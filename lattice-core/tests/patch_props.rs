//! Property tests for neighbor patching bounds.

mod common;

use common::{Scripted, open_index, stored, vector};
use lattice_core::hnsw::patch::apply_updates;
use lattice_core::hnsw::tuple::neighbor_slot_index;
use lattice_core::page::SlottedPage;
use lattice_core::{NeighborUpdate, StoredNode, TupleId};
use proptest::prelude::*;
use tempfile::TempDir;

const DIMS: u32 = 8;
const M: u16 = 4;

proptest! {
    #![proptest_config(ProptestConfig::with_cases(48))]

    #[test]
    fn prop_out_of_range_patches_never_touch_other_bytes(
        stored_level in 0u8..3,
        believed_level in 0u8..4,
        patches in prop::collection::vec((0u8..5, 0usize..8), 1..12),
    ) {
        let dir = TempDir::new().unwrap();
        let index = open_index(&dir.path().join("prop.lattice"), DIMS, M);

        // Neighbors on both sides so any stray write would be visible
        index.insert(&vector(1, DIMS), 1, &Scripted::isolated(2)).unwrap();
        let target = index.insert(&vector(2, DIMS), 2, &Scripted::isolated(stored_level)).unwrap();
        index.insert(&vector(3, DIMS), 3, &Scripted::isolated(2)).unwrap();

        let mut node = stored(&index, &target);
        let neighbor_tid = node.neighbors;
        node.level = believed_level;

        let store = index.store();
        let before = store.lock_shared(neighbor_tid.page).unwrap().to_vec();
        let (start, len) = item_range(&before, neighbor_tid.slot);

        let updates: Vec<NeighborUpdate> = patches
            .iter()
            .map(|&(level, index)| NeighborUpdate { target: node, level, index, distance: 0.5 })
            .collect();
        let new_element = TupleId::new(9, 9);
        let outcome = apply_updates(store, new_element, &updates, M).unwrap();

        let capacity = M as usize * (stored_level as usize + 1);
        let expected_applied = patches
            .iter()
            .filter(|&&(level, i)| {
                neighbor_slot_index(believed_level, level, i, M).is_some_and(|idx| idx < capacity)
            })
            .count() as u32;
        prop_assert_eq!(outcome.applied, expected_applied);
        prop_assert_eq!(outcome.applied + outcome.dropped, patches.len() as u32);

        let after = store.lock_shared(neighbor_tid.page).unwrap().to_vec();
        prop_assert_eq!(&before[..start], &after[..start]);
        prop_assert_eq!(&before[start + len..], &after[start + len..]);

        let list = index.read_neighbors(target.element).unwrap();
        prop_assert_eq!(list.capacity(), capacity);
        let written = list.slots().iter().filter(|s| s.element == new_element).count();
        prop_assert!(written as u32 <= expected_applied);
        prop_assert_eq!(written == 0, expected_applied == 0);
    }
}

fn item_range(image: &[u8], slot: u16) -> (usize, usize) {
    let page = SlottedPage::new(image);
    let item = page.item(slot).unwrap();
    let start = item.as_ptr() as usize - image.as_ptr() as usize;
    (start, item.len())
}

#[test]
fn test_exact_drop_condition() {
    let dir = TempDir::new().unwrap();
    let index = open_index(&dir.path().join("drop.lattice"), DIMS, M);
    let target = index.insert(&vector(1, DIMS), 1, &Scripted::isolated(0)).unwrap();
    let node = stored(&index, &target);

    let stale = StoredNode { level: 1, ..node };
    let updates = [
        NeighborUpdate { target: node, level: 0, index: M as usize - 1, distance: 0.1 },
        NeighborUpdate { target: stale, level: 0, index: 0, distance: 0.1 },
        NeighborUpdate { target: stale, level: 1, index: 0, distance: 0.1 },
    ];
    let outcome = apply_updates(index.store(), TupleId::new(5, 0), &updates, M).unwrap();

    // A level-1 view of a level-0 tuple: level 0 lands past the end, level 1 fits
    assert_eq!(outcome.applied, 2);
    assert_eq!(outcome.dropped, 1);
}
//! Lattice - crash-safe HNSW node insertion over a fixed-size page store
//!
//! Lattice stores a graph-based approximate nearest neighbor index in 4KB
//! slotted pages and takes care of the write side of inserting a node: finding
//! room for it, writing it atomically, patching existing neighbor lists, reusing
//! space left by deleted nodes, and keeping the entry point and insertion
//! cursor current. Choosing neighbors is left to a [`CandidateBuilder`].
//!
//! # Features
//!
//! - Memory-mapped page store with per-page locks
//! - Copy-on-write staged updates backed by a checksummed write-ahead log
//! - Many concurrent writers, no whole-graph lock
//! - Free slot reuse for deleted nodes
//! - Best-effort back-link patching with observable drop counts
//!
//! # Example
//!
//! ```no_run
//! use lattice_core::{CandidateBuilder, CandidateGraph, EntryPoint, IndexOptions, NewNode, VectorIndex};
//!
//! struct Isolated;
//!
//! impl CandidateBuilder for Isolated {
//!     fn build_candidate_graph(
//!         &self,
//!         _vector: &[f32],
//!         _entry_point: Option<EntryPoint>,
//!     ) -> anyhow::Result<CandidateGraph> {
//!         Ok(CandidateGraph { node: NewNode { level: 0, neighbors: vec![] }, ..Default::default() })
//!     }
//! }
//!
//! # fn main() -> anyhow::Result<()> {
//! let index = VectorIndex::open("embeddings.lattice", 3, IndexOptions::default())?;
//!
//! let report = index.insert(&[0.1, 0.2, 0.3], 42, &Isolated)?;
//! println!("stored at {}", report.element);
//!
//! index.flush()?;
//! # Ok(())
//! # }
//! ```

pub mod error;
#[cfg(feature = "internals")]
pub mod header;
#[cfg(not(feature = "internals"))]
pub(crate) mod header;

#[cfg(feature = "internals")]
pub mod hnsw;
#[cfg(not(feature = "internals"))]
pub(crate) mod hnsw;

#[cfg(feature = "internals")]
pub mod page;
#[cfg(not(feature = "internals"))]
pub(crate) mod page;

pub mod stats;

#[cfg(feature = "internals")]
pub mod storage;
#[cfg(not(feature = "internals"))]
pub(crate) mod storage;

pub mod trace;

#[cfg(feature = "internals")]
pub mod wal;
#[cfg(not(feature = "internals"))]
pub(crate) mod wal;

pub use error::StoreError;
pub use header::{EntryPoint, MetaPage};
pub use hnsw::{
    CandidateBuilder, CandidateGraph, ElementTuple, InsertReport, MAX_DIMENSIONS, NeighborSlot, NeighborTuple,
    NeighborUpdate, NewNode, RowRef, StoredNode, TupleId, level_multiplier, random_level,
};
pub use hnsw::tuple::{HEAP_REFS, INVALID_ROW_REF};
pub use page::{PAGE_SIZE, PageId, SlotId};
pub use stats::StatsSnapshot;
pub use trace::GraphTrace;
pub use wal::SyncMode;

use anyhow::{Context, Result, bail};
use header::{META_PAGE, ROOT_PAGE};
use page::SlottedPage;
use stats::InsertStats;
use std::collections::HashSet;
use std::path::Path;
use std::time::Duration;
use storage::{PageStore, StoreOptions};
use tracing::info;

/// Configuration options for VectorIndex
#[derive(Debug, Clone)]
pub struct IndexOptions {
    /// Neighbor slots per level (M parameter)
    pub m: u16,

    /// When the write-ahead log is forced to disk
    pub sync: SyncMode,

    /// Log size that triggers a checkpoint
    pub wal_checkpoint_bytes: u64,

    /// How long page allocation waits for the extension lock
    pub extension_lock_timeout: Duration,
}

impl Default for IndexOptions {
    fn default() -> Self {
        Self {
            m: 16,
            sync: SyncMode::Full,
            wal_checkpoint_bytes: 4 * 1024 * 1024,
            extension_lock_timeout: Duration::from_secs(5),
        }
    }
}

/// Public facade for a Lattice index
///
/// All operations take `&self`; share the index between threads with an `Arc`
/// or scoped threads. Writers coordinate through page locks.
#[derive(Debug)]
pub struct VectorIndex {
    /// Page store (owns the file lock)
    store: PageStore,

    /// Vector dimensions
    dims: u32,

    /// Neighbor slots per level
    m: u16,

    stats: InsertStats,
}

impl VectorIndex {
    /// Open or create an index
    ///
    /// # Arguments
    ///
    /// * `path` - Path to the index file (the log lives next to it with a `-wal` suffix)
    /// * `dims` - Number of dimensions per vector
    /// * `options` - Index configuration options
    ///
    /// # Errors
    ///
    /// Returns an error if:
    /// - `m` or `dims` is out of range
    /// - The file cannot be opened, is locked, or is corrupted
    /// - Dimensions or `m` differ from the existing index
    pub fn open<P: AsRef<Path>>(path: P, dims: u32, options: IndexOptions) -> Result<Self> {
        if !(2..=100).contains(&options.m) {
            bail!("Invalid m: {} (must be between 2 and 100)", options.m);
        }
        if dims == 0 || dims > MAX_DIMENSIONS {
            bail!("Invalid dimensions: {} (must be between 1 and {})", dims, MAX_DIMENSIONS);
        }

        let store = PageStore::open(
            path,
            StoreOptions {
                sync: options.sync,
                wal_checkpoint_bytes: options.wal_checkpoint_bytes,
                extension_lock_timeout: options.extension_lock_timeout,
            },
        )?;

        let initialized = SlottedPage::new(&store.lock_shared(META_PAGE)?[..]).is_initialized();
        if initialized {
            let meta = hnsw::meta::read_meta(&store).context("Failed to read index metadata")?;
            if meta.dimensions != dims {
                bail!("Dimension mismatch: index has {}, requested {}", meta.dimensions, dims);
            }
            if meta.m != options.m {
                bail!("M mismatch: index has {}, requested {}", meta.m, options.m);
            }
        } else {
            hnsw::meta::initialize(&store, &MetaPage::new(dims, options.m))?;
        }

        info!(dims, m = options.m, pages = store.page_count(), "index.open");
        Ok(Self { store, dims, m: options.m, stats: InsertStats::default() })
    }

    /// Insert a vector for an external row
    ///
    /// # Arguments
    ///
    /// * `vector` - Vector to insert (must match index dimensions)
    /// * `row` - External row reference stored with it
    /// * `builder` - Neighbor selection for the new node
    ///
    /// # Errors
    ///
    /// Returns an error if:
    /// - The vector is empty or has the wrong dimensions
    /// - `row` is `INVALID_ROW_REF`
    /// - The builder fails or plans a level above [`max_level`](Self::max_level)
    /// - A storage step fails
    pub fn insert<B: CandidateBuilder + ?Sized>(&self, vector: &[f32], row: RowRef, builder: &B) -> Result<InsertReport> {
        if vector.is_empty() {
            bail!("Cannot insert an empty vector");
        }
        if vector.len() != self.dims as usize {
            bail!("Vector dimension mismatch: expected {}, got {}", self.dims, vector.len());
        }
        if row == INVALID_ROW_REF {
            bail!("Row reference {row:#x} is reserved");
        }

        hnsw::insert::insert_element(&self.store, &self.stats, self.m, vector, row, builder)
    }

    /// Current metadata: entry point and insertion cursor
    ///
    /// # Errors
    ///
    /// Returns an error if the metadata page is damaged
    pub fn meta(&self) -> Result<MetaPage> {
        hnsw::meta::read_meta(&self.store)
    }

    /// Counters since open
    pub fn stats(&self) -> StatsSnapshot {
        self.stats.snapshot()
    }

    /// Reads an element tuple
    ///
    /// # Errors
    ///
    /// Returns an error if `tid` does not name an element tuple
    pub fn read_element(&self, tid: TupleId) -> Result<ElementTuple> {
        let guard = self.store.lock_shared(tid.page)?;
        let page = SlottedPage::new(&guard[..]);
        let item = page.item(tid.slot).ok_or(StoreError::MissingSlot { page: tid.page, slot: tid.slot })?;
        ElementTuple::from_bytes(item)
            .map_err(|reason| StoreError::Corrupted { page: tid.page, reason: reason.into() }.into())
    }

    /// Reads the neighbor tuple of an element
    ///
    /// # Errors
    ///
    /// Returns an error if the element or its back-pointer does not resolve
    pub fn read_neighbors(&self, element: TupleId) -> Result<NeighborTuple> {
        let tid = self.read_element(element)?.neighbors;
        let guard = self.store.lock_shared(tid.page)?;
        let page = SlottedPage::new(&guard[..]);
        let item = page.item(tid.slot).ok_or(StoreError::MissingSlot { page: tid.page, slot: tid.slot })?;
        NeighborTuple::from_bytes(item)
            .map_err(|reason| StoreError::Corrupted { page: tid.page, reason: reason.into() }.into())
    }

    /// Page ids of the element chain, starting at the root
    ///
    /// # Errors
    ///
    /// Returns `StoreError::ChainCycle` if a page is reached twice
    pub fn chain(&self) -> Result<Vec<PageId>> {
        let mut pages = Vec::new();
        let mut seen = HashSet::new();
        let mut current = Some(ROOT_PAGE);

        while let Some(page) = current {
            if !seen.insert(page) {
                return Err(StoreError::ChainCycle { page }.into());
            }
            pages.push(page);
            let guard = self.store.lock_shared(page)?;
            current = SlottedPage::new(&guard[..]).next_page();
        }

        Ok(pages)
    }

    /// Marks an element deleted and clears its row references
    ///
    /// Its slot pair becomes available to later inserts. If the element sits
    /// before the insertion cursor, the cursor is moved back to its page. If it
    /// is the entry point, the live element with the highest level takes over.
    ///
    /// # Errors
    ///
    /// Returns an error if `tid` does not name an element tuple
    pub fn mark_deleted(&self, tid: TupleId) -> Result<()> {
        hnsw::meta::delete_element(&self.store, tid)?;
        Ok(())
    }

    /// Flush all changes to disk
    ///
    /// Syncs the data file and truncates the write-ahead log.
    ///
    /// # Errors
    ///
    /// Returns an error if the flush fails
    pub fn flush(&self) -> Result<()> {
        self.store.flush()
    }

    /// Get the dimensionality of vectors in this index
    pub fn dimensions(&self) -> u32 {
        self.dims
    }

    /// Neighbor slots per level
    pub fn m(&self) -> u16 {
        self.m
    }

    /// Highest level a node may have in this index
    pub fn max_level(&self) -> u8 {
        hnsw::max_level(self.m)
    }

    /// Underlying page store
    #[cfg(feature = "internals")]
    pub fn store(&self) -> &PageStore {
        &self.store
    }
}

****************

» Exercise details: Tally up the lines above containing "slots"; the number is the full answer.

» Response to this exercise: 4